### TASK BRIEF
If a line of the data below holds the word "embedded", list it.

### GIVEN RECORDS

+---+

//! Dataset sources and the fetch fallback
//!
//! A [`DataSource`] only downloads and tokenizes. Any failure at that stage
//! swaps in the embedded sample; failures after it (column mapping) are
//! left to propagate.

use crate::dataset::{Dataset, RawTable};
use anyhow::{Context, Result};
use std::path::PathBuf;

/// Something that can hand back the raw emissions table
pub trait DataSource {
    /// Human-readable location (URL or path)
    fn location(&self) -> String;

    /// Download/read and tokenize the table
    fn fetch(&self) -> Result<RawTable>;
}

/// Blocking HTTP(S) download
pub struct HttpSource {
    url: String,
    http: reqwest::blocking::Client,
}

impl HttpSource {
    pub fn new(url: &str) -> Result<Self> {
        let http = reqwest::blocking::Client::builder()
            .user_agent(concat!("co2viz/", env!("CARGO_PKG_VERSION")))
            .build()
            .context("Failed to build HTTP client")?;
        Ok(Self { url: url.to_string(), http })
    }
}

impl DataSource for HttpSource {
    fn location(&self) -> String {
        self.url.clone()
    }

    fn fetch(&self) -> Result<RawTable> {
        let resp = self
            .http
            .get(&self.url)
            .send()
            .with_context(|| format!("Request to {} failed", self.url))?
            .error_for_status()?;
        let body = resp
            .bytes()
            .with_context(|| format!("Failed to read response body from {}", self.url))?;
        log::debug!("Downloaded {} bytes from {}", body.len(), self.url);
        RawTable::from_reader(body.as_ref())
    }
}

/// Local CSV file
pub struct FileSource {
    path: PathBuf,
}

impl FileSource {
    pub fn new<P: Into<PathBuf>>(path: P) -> Self {
        Self { path: path.into() }
    }
}

impl DataSource for FileSource {
    fn location(&self) -> String {
        self.path.display().to_string()
    }

    fn fetch(&self) -> Result<RawTable> {
        let file = std::fs::File::open(&self.path)
            .with_context(|| format!("Failed to open dataset: {}", self.path.display()))?;
        RawTable::from_reader(std::io::BufReader::new(file))
    }
}

/// Pick a source from a URL or a path
pub fn source_for(location: &str) -> Result<Box<dyn DataSource>> {
    if location.starts_with("http://") || location.starts_with("https://") {
        Ok(Box::new(HttpSource::new(location)?))
    } else {
        Ok(Box::new(FileSource::new(location)))
    }
}

/// Line logged when the fetch fails, with the full error chain
fn fetch_error_message(err: &anyhow::Error) -> String {
    format!("Error loading data: {:#}", err)
}

/// Fetch the dataset, or fall back to the embedded sample if fetching fails
pub fn load_with_fallback(source: &dyn DataSource) -> Result<Dataset> {
    let location = source.location();
    log::info!("Loading dataset from {}", location);

    match source.fetch() {
        Ok(table) => {
            log::info!("Fetched {} rows", table.rows.len());
            Dataset::from_table(&table, &location)
        }
        Err(e) => {
            log::error!("{}", fetch_error_message(&e));
            log::warn!("Continuing with the embedded {}-row sample", Dataset::fallback().len());
            Ok(Dataset::fallback())
        }
    }
}
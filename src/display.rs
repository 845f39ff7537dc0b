//! Showing figures
//!
//! In browser mode each figure gets a throwaway HTTP server on localhost: the
//! page is handed to the first request for it and the server is dropped.
//! Directory mode writes the pages to disk instead.

use crate::chart::Figure;
use anyhow::{Context, Result};
use std::path::{Path, PathBuf};
use tiny_http::{Header, Response, Server};

/// Where figures go
#[derive(Debug, Clone)]
pub enum Display {
    /// Open each figure in the default browser
    Browser,
    /// Write `<name>.html` files into a directory
    Directory(PathBuf),
}

impl Display {
    /// Show a figure, blocking until it has been delivered
    pub fn show(&self, figure: &Figure, name: &str) -> Result<()> {
        let html = figure.to_html()?;
        match self {
            Display::Browser => {
                let server = PageServer::bind()?;
                server.open_browser();
                server.serve_once(&html)
            }
            Display::Directory(dir) => {
                let path = write_page(dir, name, &html)?;
                log::info!("{} written to {}", figure.title, path.display());
                Ok(())
            }
        }
    }
}

fn write_page(dir: &Path, name: &str, html: &str) -> Result<PathBuf> {
    std::fs::create_dir_all(dir)
        .with_context(|| format!("Failed to create output directory: {}", dir.display()))?;
    let path = dir.join(format!("{}.html", name));
    std::fs::write(&path, html)
        .with_context(|| format!("Failed to write {}", path.display()))?;
    Ok(path)
}

/// Single-page server on an OS-assigned localhost port
pub struct PageServer {
    server: Server,
    url: String,
}

impl PageServer {
    pub fn bind() -> Result<Self> {
        let server = Server::http("127.0.0.1:0")
            .map_err(|e| anyhow::anyhow!("Failed to start server: {}", e))?;
        let port = server
            .server_addr()
            .to_ip()
            .map(|addr| addr.port())
            .context("Server is not listening on a TCP address")?;
        let url = format!("http://127.0.0.1:{}/", port);
        Ok(Self { server, url })
    }

    pub fn url(&self) -> &str {
        &self.url
    }

    pub fn open_browser(&self) {
        log::info!("Opening {}", self.url());
        if let Err(e) = webbrowser::open(self.url()) {
            log::warn!("Could not open browser: {}. Please open {} manually.", e, self.url);
        }
    }

    /// Answer requests until the page itself has been delivered
    pub fn serve_once(self, html: &str) -> Result<()> {
        for request in self.server.incoming_requests() {
            let path = request.url().to_string();
            log::debug!("GET {}", path);

            match path.as_str() {
                "/" | "/index.html" => {
                    let content_type = Header::from_bytes("Content-Type", "text/html; charset=utf-8")
                        .map_err(|_| anyhow::anyhow!("Invalid Content-Type header"))?;
                    request
                        .respond(Response::from_string(html).with_header(content_type))
                        .context("Failed to send page to browser")?;
                    return Ok(());
                }
                _ => {
                    let _ = request.respond(Response::from_string("Not found").with_status_code(404));
                }
            }
        }

        anyhow::bail!("Server stopped before the page was requested")
    }
}
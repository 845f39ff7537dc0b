//! Row filters that turn the raw dataset into the chart-ready table

use crate::dataset::Dataset;

/// Labels in the OWID data that name aggregates rather than countries
pub const AGGREGATE_REGIONS: [&str; 13] = [
    "World",
    "Asia",
    "Europe",
    "North America",
    "South America",
    "Africa",
    "Oceania",
    "Upper-middle-income countries",
    "High-income countries",
    "Lower-middle-income countries",
    "Low-income countries",
    "European Union (27)",
    "European Union (28)",
];

/// A cleaned row: every field present
#[derive(Debug, Clone, PartialEq)]
pub struct EmissionRecord {
    pub country: String,
    pub iso_code: String,
    pub year: i32,
    /// Annual emissions, million tonnes
    pub co2: f64,
}

/// Read-only table after cleaning
#[derive(Debug, Clone, Default)]
pub struct CleanTable {
    pub records: Vec<EmissionRecord>,
}

impl CleanTable {
    #[cfg(test)]
    pub fn len(&self) -> usize {
        self.records.len()
    }

    pub fn is_empty(&self) -> bool {
        self.records.is_empty()
    }
}

/// Drop rows with no co2 or ISO code, then rows naming an aggregate region.
/// Row order is kept.
pub fn clean(dataset: &Dataset, exclude: &[String]) -> CleanTable {
    let mut missing = 0usize;
    let mut aggregates = 0usize;

    let records: Vec<EmissionRecord> = dataset
        .records
        .iter()
        .filter_map(|r| {
            let (Some(co2), Some(iso_code)) = (r.co2, r.iso_code.as_ref()) else {
                missing += 1;
                return None;
            };
            if exclude.iter().any(|e| e == &r.country) {
                aggregates += 1;
                return None;
            }
            Some(EmissionRecord {
                country: r.country.clone(),
                iso_code: iso_code.clone(),
                year: r.year,
                co2,
            })
        })
        .collect();

    log::debug!("Dropped {} rows missing co2 or iso_code", missing);
    log::debug!("Dropped {} aggregate-region rows", aggregates);
    log::info!(
        "Cleaned table: {} of {} rows kept",
        records.len(),
        dataset.records.len()
    );

    CleanTable { records }
}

+---+

### TASK ANSWER
//! swaps in the embedded sample; failures after it (column mapping) are
/// Fetch the dataset, or fall back to the embedded sample if fetching fails
            log::warn!("Continuing with the embedded {}-row sample", Dataset::fallback().len());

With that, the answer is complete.